> About this exercise: If a line holds the word "InteractionBlock", copy it from the entries.

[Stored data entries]
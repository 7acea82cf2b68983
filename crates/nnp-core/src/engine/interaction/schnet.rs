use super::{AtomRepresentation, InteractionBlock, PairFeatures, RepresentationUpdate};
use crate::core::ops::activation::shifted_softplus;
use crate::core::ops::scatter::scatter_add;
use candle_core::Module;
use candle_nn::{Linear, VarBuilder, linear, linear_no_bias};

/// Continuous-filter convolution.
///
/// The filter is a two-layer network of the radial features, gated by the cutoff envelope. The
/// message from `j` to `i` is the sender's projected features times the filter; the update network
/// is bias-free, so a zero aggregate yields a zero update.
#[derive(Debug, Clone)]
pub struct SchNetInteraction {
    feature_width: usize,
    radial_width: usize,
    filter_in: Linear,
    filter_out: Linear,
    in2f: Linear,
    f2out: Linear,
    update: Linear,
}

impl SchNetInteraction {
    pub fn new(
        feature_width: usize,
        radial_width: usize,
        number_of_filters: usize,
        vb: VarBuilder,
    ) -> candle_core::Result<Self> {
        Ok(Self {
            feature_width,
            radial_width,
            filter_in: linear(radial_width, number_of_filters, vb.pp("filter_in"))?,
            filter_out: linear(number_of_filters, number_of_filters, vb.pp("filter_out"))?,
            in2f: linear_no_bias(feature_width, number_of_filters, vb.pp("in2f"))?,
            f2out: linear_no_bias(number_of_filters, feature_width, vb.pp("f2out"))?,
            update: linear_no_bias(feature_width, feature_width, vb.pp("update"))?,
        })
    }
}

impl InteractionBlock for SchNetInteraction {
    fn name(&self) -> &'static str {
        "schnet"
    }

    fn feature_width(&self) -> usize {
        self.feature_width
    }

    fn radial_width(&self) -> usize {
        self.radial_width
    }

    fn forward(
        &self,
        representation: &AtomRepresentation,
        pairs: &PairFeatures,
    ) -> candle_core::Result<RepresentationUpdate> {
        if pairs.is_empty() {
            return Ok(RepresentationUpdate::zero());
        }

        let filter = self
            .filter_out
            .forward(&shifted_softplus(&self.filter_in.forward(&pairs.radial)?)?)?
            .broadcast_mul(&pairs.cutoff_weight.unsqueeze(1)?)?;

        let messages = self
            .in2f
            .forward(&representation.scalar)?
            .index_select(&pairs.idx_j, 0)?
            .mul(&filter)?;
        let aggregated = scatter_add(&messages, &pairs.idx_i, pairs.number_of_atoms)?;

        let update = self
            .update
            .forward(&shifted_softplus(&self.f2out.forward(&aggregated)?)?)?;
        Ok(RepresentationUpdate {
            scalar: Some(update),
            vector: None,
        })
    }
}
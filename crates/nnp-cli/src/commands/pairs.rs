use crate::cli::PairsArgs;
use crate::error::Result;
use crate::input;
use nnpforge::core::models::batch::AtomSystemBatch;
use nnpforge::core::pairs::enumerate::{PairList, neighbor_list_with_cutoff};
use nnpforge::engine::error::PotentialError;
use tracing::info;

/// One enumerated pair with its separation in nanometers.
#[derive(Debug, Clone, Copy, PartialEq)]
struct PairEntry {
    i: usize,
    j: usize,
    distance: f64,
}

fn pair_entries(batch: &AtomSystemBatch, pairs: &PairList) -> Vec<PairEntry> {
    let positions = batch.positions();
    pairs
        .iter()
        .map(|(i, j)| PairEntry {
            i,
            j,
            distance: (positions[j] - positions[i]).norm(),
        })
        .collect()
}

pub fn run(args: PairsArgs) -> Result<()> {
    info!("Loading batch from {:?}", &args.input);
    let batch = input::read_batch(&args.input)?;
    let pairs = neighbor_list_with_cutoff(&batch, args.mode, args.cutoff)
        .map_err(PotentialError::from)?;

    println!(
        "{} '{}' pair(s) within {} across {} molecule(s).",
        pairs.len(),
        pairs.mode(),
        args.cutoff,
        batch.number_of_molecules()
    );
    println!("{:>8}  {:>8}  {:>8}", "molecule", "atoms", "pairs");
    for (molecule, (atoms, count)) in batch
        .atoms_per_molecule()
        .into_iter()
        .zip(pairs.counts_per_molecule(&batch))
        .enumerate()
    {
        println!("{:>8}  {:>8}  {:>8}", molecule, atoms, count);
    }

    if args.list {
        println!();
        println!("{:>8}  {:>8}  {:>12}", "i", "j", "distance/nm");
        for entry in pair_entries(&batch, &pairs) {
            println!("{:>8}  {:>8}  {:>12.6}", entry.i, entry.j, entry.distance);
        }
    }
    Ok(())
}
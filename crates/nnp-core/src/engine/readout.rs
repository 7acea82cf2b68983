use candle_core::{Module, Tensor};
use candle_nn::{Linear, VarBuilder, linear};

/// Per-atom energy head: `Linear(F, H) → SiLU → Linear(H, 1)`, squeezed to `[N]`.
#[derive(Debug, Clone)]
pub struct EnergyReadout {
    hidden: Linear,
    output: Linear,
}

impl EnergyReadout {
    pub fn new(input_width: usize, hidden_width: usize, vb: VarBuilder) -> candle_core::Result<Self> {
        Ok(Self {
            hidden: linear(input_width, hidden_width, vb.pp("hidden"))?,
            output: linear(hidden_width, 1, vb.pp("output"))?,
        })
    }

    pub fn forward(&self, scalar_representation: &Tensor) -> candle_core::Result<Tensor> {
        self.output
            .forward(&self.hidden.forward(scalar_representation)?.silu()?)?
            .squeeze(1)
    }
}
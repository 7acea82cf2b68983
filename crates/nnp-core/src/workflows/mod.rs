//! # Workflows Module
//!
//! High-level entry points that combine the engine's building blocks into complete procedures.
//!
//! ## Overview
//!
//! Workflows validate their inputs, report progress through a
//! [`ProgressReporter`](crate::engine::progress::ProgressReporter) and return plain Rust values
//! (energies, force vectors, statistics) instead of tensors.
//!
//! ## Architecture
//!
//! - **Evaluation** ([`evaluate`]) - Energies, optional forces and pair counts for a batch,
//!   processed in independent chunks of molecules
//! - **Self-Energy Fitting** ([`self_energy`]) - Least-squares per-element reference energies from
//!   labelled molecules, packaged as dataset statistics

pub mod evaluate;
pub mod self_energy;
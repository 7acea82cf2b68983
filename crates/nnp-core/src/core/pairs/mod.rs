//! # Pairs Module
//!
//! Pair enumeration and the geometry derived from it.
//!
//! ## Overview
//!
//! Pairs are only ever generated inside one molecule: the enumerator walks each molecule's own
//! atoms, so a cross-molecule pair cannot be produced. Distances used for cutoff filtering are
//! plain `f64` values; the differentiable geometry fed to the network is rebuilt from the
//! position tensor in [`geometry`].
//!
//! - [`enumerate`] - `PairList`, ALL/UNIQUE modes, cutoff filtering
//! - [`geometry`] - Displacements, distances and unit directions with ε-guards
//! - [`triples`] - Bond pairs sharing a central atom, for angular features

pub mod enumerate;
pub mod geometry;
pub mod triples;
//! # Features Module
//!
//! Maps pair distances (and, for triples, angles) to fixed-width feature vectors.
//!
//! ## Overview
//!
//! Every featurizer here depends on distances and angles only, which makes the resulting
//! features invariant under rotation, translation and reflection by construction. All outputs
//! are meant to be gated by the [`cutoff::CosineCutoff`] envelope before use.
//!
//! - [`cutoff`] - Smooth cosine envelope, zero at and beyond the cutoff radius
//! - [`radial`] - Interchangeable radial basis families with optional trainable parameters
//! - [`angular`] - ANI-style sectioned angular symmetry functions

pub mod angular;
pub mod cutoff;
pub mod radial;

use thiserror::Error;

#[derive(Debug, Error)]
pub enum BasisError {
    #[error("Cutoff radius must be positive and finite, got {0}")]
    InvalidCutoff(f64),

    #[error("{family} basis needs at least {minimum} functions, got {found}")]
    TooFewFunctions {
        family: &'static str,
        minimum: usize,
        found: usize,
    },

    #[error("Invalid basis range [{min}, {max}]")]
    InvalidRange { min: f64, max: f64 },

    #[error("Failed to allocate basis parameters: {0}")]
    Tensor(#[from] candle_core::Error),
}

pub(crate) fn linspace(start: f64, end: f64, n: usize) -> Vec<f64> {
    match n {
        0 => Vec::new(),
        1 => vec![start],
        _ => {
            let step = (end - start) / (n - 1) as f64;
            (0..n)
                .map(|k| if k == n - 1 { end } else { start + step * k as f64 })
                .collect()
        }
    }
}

> Exercise response:
use super::{AtomRepresentation, InteractionBlock, PairFeatures, RepresentationUpdate};
impl InteractionBlock for SchNetInteraction {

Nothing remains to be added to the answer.